> [INSTRUCTIONS FOR THE TASK] In the listing below, find the line containing "use crate::variables::variable::Variable;" and the line containing "diffusivity of dry". Repeat exactly those two lines and every line between them, nothing more.

> [EXERCISE INPUT]
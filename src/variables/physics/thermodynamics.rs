
//! General and atmospheric thermodynamics variables.

use crate::units::si::{JOULE, KELVIN, KILOGRAM, METER, MOLE, PASCAL, SECOND};
use crate::units::Unit;
use crate::variables::registry::{Registry, RegistryError};
use crate::variables::variable::Variable;

use num::One;
use num::pow::Pow;

/// Every name declared by [`register`], in declaration order.
pub const NAMES: &[&str] = &[
  "alpha_a",
  "c_pa",
  "c_pamol",
  "D_va",
  "g",
  "Gr",
  "h_c",
  "k_a",
  "lambda_E",
  "Le",
  "M_N2",
  "M_O2",
  "M_w",
  "nu_a",
  "Nu",
  "P_a",
  "Pr",
  "P_N2",
  "P_O2",
  "P_wa",
  "P_was",
  "Re_c",
  "Re",
  "rho_a",
  "R_mol",
  "R_s",
  "Sh",
  "sigm",
  "T_a",
  "v_w",
];

pub fn variables() -> Vec<Variable> {
  let (joule, kelvin, kilogram, meter, mole, pascal, second) =
    (*JOULE, *KELVIN, *KILOGRAM, *METER, *MOLE, *PASCAL, *SECOND);
  let one = Unit::one();
  vec![
    Variable::new("alpha_a", meter.pow(2) / second, "Thermal diffusivity of dry air", r"\alpha_a"),
    Variable::new("c_pa", joule / (kelvin * kilogram), "Specific heat of dry air.", "c_{pa}")
      .with_default(1010.0),
    Variable::new("c_pamol", joule / (kelvin * mole), "Molar specific heat of dry air.", "c_{pa,mol}")
      .with_default(29.19),
    Variable::new("D_va", meter.pow(2) / second, "Binary diffusion coefficient of water vapour in air", "D_{va}"),
    Variable::new("g", meter / second.pow(2), "Gravitational acceleration (9.81)", "g")
      .with_default(9.81),
    Variable::new("Gr", one, "Grashof number", "N_{Gr_L}"),
    Variable::new("h_c", joule / (kelvin * meter.pow(2) * second), "Average 1-sided convective transfer coefficient", "h_c"),
    Variable::new("k_a", joule / (kelvin * meter * second), "Thermal conductivity of dry air", "k_a"),
    Variable::new("lambda_E", joule / kilogram, "Latent heat of evaporation (2.45e6)", r"\lambda_E")
      .with_default(2.45e6),
    Variable::new("Le", one, "Lewis number", "N_{Le}"),
    Variable::new("M_N2", kilogram / mole, "Molar mass of nitrogen (0.028)", "M_{N_2}")
      .with_default(0.028),
    Variable::new("M_O2", kilogram / mole, "Molar mass of oxygen (0.032)", "M_{O_2}")
      .with_default(0.032),
    Variable::new("M_w", kilogram / mole, "Molar mass of water (0.018)", "M_w")
      .with_default(0.018),
    Variable::new("nu_a", meter.pow(2) / second, "Kinematic viscosity of dry air", r"\nu_a"),
    Variable::new("Nu", one, "Nusselt number", "N_{Nu_L}"),
    Variable::new("P_a", pascal, "Air pressure", "P_a"),
    Variable::new("Pr", one, "Prandtl number (0.71)", "N_{Pr}")
      .with_default(0.71),
    Variable::new("P_N2", pascal, "Partial pressure of nitrogen in the atmosphere", "P_{N2}"),
    Variable::new("P_O2", pascal, "Partial pressure of oxygen in the atmosphere", "P_{O2}"),
    Variable::new("P_wa", pascal, "Vapour pressure in the atmosphere", "P_{wa}"),
    Variable::new("P_was", pascal, "Saturation vapour pressure at air temperature", "P_{was}"),
    Variable::new("Re_c", one, "Critical Reynolds number for the onset of turbulence", "N_{Re_c}"),
    Variable::new("Re", one, "Reynolds number", "N_{Re_L}"),
    Variable::new("rho_a", kilogram / meter.pow(3), "Density of dry air", r"\rho_a"),
    Variable::new("R_mol", joule / (kelvin * mole), "Molar gas constant (8.314472)", "R_{mol}")
      .with_default(8.314472),
    Variable::new("R_s", joule / (meter.pow(2) * second), "Solar shortwave flux", "R_s"),
    Variable::new("Sh", one, "Sherwood number", "N_{Sh_L}"),
    Variable::new("sigm", joule / (kelvin.pow(4) * meter.pow(2) * second), "Stefan-Boltzmann constant (5.67e-8)", r"\sigma")
      .with_default(5.67e-8),
    Variable::new("T_a", kelvin, "Air temperature", "T_a"),
    Variable::new("v_w", meter / second, "Wind velocity", "v_w"),
  ]
}

/// Declares every thermodynamics variable in `registry`.
pub fn register(registry: &mut Registry) -> Result<(), RegistryError> {
  for variable in variables() {
    registry.declare(variable)?;
  }
  Ok(())
}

> [SOLUTION BELOW]
use crate::variables::variable::Variable;

use num::One;
use num::pow::Pow;

/// Every name declared by [`register`], in declaration order.
pub const NAMES: &[&str] = &[
  "alpha_a",
  "c_pa",
  "c_pamol",
  "D_va",
  "g",
  "Gr",
  "h_c",
  "k_a",
  "lambda_E",
  "Le",
  "M_N2",
  "M_O2",
  "M_w",
  "nu_a",
  "Nu",
  "P_a",
  "Pr",
  "P_N2",
  "P_O2",
  "P_wa",
  "P_was",
  "Re_c",
  "Re",
  "rho_a",
  "R_mol",
  "R_s",
  "Sh",
  "sigm",
  "T_a",
  "v_w",
];

pub fn variables() -> Vec<Variable> {
  let (joule, kelvin, kilogram, meter, mole, pascal, second) =
    (*JOULE, *KELVIN, *KILOGRAM, *METER, *MOLE, *PASCAL, *SECOND);
  let one = Unit::one();
  vec![
    Variable::new("alpha_a", meter.pow(2) / second, "Thermal diffusivity of dry air", r"\alpha_a"),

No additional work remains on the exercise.